The report stated that seven officers, including the Medical Training Institute (MTI) hospital director Dr Tahir Nadeem Khan, have been suspended.
The incident came to light on Sunday and notice was taken by Health Minister Taimur Jhagra and Chief Minister Mahmood Khan.
Jhagra has announced action against those responsible. Five of the patients who died were in the COVID isolation ward and one was in the ICU, according to the report..
Among other things, the inquiry found that while the MTI has an oxygen storage tank of 10,000 cubic meter capacity, it is never filled to capacity. There is no backup system for oxygen supply as recommended by the health technical memorandum. “Ideally there should either be a primary backup (another tank) or secondary backup (manifold),” it noted.
M/S Pakistan Oxygen limited has the contract to supply oxygen to the hospital but the contract expired on June 30, 2017 and no renewal/extension of contract is available in the record provided by the manager pharmacy. The supply chain manager confirmed the extension telephonically till June 30, 2020. The hospital oxygen tank was last filled on December 4 by 3,040 cubic meters.
The report also found that the staff at the oxygen plant lack proper technical skills and training. The on duty manager of services received a call from main operation theatre about low oxygen pressure and called the oxygen plant operator, but he was not picking up. He then physically visited the plant and found that the two on duty staff members were not present.
The pressure at the plant at the time was zero according to the pressure gauge reading. The report said the oxygen plant assistant failed to perform his duty as he is responsible for the oxygen plant and has a liaison with the supplier.
At the time of the incident, there were 90 patients at the hospital, 20 on BiPAP, two on ventilators and the remaining on mask oxygen. The hospital ordered 13 patients to be shifted to the accident and emergency department where backup supply in the form of manifold was available and the remaining patients were put on cylinder oxygen supply.

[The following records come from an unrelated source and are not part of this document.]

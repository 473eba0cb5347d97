//! Report Data Structures

use chrono::{DateTime, Utc};
use loopbench_core::MemoryDelta;
use loopbench_stats::CaptureStatistics;
use serde::{Deserialize, Serialize};
use std::fmt;
use std::time::Duration;

/// Results of one scenario run
///
/// Built from a single capture session and never merged across scenarios.
#[derive(Debug, Clone, Default, PartialEq, Serialize, Deserialize)]
pub struct BenchmarkResults {
    /// Frames delivered with data
    pub frames_captured: u64,
    /// Empty or errored deliveries
    pub frames_dropped: u64,
    /// Wall-clock length of the capture window
    #[serde(with = "duration_ns", rename = "wall_duration_ns")]
    pub wall_duration: Duration,
    /// Captured frames per wall-clock second
    pub avg_fps: f64,
    /// Shortest interval between captured frames
    #[serde(with = "duration_ns", rename = "min_frame_time_ns")]
    pub min_frame_time: Duration,
    /// Longest interval between captured frames
    #[serde(with = "duration_ns", rename = "max_frame_time_ns")]
    pub max_frame_time: Duration,
    /// Mean frame interval
    #[serde(with = "duration_ns", rename = "avg_frame_time_ns")]
    pub avg_frame_time: Duration,
    /// Population standard deviation of frame intervals
    #[serde(with = "duration_ns", rename = "frame_time_std_dev_ns")]
    pub frame_time_std_dev: Duration,
    /// Median frame interval in nanoseconds
    pub frame_time_p50_ns: f64,
    /// 95th percentile frame interval in nanoseconds
    pub frame_time_p95_ns: f64,
    /// 99th percentile frame interval in nanoseconds
    pub frame_time_p99_ns: f64,
    /// Payload bytes over all captured frames
    pub total_bytes: u64,
    /// `total_bytes / frames_captured`, 0 without frames
    pub avg_bytes_per_frame: u64,
    /// Bytes allocated during the capture window
    pub mem_alloc_bytes: u64,
    /// Allocations made during the capture window
    pub mem_alloc_objects: u64,
    /// Collector cycles; always 0 without a garbage collector
    pub gc_count: u64,
    /// Total collector pause time; always zero
    #[serde(with = "duration_ns", rename = "gc_pause_total_ns")]
    pub gc_pause_total: Duration,
    /// Frame stream closed before the configured duration
    pub ended_early: bool,
}

impl BenchmarkResults {
    /// Combine capture statistics with the heap activity of the same run
    pub fn from_parts(stats: &CaptureStatistics, memory: &MemoryDelta) -> Self {
        let ft = &stats.frame_times;
        Self {
            frames_captured: stats.frames_captured,
            frames_dropped: stats.frames_dropped,
            wall_duration: stats.duration,
            avg_fps: stats.avg_fps,
            min_frame_time: ft.min,
            max_frame_time: ft.max,
            avg_frame_time: ft.avg,
            frame_time_std_dev: ft.std_dev,
            frame_time_p50_ns: ft.percentiles.p50,
            frame_time_p95_ns: ft.percentiles.p95,
            frame_time_p99_ns: ft.percentiles.p99,
            total_bytes: stats.total_bytes,
            avg_bytes_per_frame: stats.avg_bytes_per_frame,
            mem_alloc_bytes: memory.alloc_bytes,
            mem_alloc_objects: memory.allocs,
            gc_count: memory.collections,
            gc_pause_total: Duration::ZERO,
            ended_early: stats.ended_early,
        }
    }

    /// Full-duration run that never captured a frame
    pub fn is_frameless(&self) -> bool {
        self.frames_captured == 0
    }
}

/// Outcome of one scenario in a multi-scenario run
#[derive(Debug, Clone, Copy, PartialEq, Eq, Serialize, Deserialize)]
#[serde(rename_all = "SCREAMING_SNAKE_CASE")]
pub enum ScenarioStatus {
    /// Ran and captured frames
    Success,
    /// Ran to completion without capturing a single frame
    NoFrames,
    /// Not run (pixel format not recognized)
    Skipped,
    /// Executor or artifact failure
    Failed,
}

impl fmt::Display for ScenarioStatus {
    fn fmt(&self, f: &mut fmt::Formatter<'_>) -> fmt::Result {
        f.write_str(match self {
            ScenarioStatus::Success => "SUCCESS",
            ScenarioStatus::NoFrames => "NO_FRAMES",
            ScenarioStatus::Skipped => "SKIPPED",
            ScenarioStatus::Failed => "FAILED",
        })
    }
}

/// Per-scenario entry in the run summary
#[derive(Debug, Clone, PartialEq, Serialize, Deserialize)]
pub struct ScenarioRecord {
    /// Scenario name from the table
    pub name: String,
    /// How the scenario ended
    pub status: ScenarioStatus,
    /// Present when the executor completed
    pub results: Option<BenchmarkResults>,
    /// Result file, when one was written
    pub result_file: Option<String>,
    /// Failure or skip reason
    pub error: Option<String>,
}

/// Host description
#[derive(Debug, Clone, PartialEq, Serialize, Deserialize)]
pub struct SystemInfo {
    /// Operating system
    pub os: String,
    /// CPU architecture
    pub arch: String,
    /// CPU model name
    pub cpu: String,
    /// Logical cores available to the process
    pub cpu_cores: u32,
}

/// Run metadata
#[derive(Debug, Clone, PartialEq, Serialize, Deserialize)]
pub struct RunMeta {
    /// loopbench version
    pub version: String,
    /// When the run started
    pub timestamp: DateTime<Utc>,
    /// Capture device node
    pub device: String,
    /// Capture window per scenario
    #[serde(with = "duration_ns", rename = "duration_ns")]
    pub duration: Duration,
    /// Host the run executed on
    pub system: SystemInfo,
}

/// Everything written to `summary.json`
#[derive(Debug, Clone, PartialEq, Serialize, Deserialize)]
pub struct RunSummary {
    /// Run metadata
    pub meta: RunMeta,
    /// In scenario table order
    pub scenarios: Vec<ScenarioRecord>,
}

impl RunSummary {
    /// Number of scenarios with the given status
    pub fn count(&self, status: ScenarioStatus) -> usize {
        self.scenarios.iter().filter(|s| s.status == status).count()
    }
}

mod duration_ns {
    use serde::{Deserialize, Deserializer, Serializer};
    use std::time::Duration;

    pub fn serialize<S: Serializer>(d: &Duration, s: S) -> Result<S::Ok, S::Error> {
        s.serialize_u64(u64::try_from(d.as_nanos()).unwrap_or(u64::MAX))
    }

    pub fn deserialize<'de, D: Deserializer<'de>>(d: D) -> Result<Duration, D::Error> {
        u64::deserialize(d).map(Duration::from_nanos)
    }
}

#[cfg(test)]
mod tests {
    use super::*;
    use loopbench_stats::StatisticsCollector;
    use std::time::Instant;

    #[test]
    fn test_from_parts() {
        let start = Instant::now();
        let mut collector = StatisticsCollector::new(start);
        for ms in [100, 133, 166] {
            collector.record(1000, start + Duration::from_millis(ms));
        }
        let stats = collector.finish(start + Duration::from_secs(1));
        let memory = MemoryDelta {
            alloc_bytes: 4096,
            allocs: 12,
            collections: 0,
        };

        let results = BenchmarkResults::from_parts(&stats, &memory);
        assert_eq!(results.frames_captured, 3);
        assert_eq!(results.total_bytes, 3000);
        assert_eq!(results.min_frame_time, Duration::from_millis(33));
        assert_eq!(results.mem_alloc_bytes, 4096);
        assert_eq!(results.mem_alloc_objects, 12);
        assert!(!results.is_frameless());
    }

    #[test]
    fn test_status_display_and_serde() {
        assert_eq!(ScenarioStatus::NoFrames.to_string(), "NO_FRAMES");
        assert_eq!(
            serde_json::to_string(&ScenarioStatus::NoFrames).unwrap(),
            "\"NO_FRAMES\""
        );
        assert_eq!(ScenarioStatus::Success.to_string(), "SUCCESS");
    }

    #[test]
    fn test_durations_serialize_as_nanos() {
        let results = BenchmarkResults {
            avg_frame_time: Duration::from_micros(33_333),
            ..Default::default()
        };
        let json = serde_json::to_value(&results).unwrap();
        assert_eq!(json["avg_frame_time_ns"], 33_333_000);
        let back: BenchmarkResults = serde_json::from_value(json).unwrap();
        assert_eq!(back, results);
    }
}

There was no organized emergency rescue squad at the hospital as required for disaster management under such conditions, the inquiry found.
“Six patients in the isolation ward expired. Three patients were missing, one is still untraceable and the other two were traced and are alive.”
It found that the Hospital Biomedical Engineer and his technical team have failed to train the oxygen plant staff to monitor and maintain the service history and look after the biomechanics of this important life-saving equipment.
Here are the conclusions reached by the inquiry team:
There was a system failure at the hospital
Chronic deficient oxygen filling of the tank, which went unnoticed, unsupervised and unchecked
No backup supply of oxygen storage/supply system
Facilities management failed to report the absent staff of the oxygen plant
Supply chain department failed to provide required number of oxygen flow meters for the oxygen cylinders
The hospital has no emergency rescue squad
The oxygen plant staff needs further training and skills enhancement
The biomedical engineer failed to perform his duties
The report was prepared by a three-member team of the Board of Governors.